Don’t weaken euthanasia law based on rare cases, says doctor

A severely disabled man who is seeking to change the law so a doctor can end his life “deserves sympathy but hard cases make bad law”, a leading pro-life ethicist has warned.

Tony Nicklinson, 57, suffers from ‘locked-in syndrome’ and wants a doctor to end his life. He is paralysed from the neck down after having a stroke in 2005.

But Dr Peter Saunders of the Care Not Killing alliance warns against weakening the law because it would endanger the lives of some of the nation’s most vulnerable members.

Vulnerable

He said we “need to realise that cases like Nicklinson’s are extremely rare and that hard cases make bad law. The overwhelming majority of people with severe disability – even with ‘locked-in syndrome’ – do not wish to die but rather want support to live”.

Dr Saunders added: “The Murder Act is there in part to protect vulnerable people from exploitation and abuse by those who might have an interest, financial or otherwise, in their deaths.

“Any further removal of legal protection by creating exceptions for bringing prosecutions would encourage unscrupulous people to take liberties and would place more vulnerable people – those who are elderly, disabled, sick or depressed – under pressure to end their lives so as not impose a burden on family, carers or society.”

Hope

The British Medical Association has said it is “opposed to assisted suicide and to doctors taking a role in any form of assisted dying. We support the current law and are not seeking any change in UK legislation on this issue.”
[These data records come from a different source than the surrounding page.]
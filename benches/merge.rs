use criterion::{criterion_group, criterion_main, Criterion};
use lsm_core::merge::VecIterator;
use lsm_core::{InternalIterator, InternalKey, Level, MergingIterator, UserValue, ValueType};

fn merger(c: &mut Criterion) {
    for num_levels in [2, 4, 8, 16, 30] {
        c.bench_function(&format!("Merge {num_levels} levels"), |b| {
            let levels: Vec<Vec<(InternalKey, UserValue)>> = (0..num_levels)
                .map(|level| {
                    (0..100)
                        .map(|i| {
                            let key = format!("key-{i:08}");
                            (
                                InternalKey::new(key, (level * 100 + i) as u64, ValueType::Put),
                                UserValue::from("v"),
                            )
                        })
                        .collect()
                })
                .collect();

            b.iter_with_large_drop(|| {
                let children = levels
                    .iter()
                    .map(|items| {
                        let child: Box<dyn InternalIterator + Send> =
                            Box::new(VecIterator::new(items.clone()));
                        Level::new(child)
                    })
                    .collect();

                let mut iter = MergingIterator::new(children, u64::MAX);
                iter.seek_to_first();

                let mut count = 0;
                while iter.valid() {
                    count += 1;
                    iter.next();
                }
                assert_eq!(count, num_levels * 100);
            });
        });
    }
}

criterion_group!(benches, merger);
criterion_main!(benches);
Last August a mother of two revealed how she never lost her will to live after an illness left her paralysed and unable to speak for 18 months.

Kerry Pink was left suffering from ‘locked-in syndrome’ by an undiagnosed neurological illness when she was just 35.

Terror

Mrs Pink said: “I know that however dark the twilight world I inhabited, I never lost my will to live.”

She recalled how at one point during her illness she heard her doctors advising her husband Greg that she wouldn’t make it through.

Describing the moment she said: “I remember a flash of abject terror, then anger. I clearly recall thinking: ‘How dare they say I’m not going to pull through.’

“I don’t ever recall being worried that the doctors would allow me to die. I always had absolute faith that Greg would not let them.”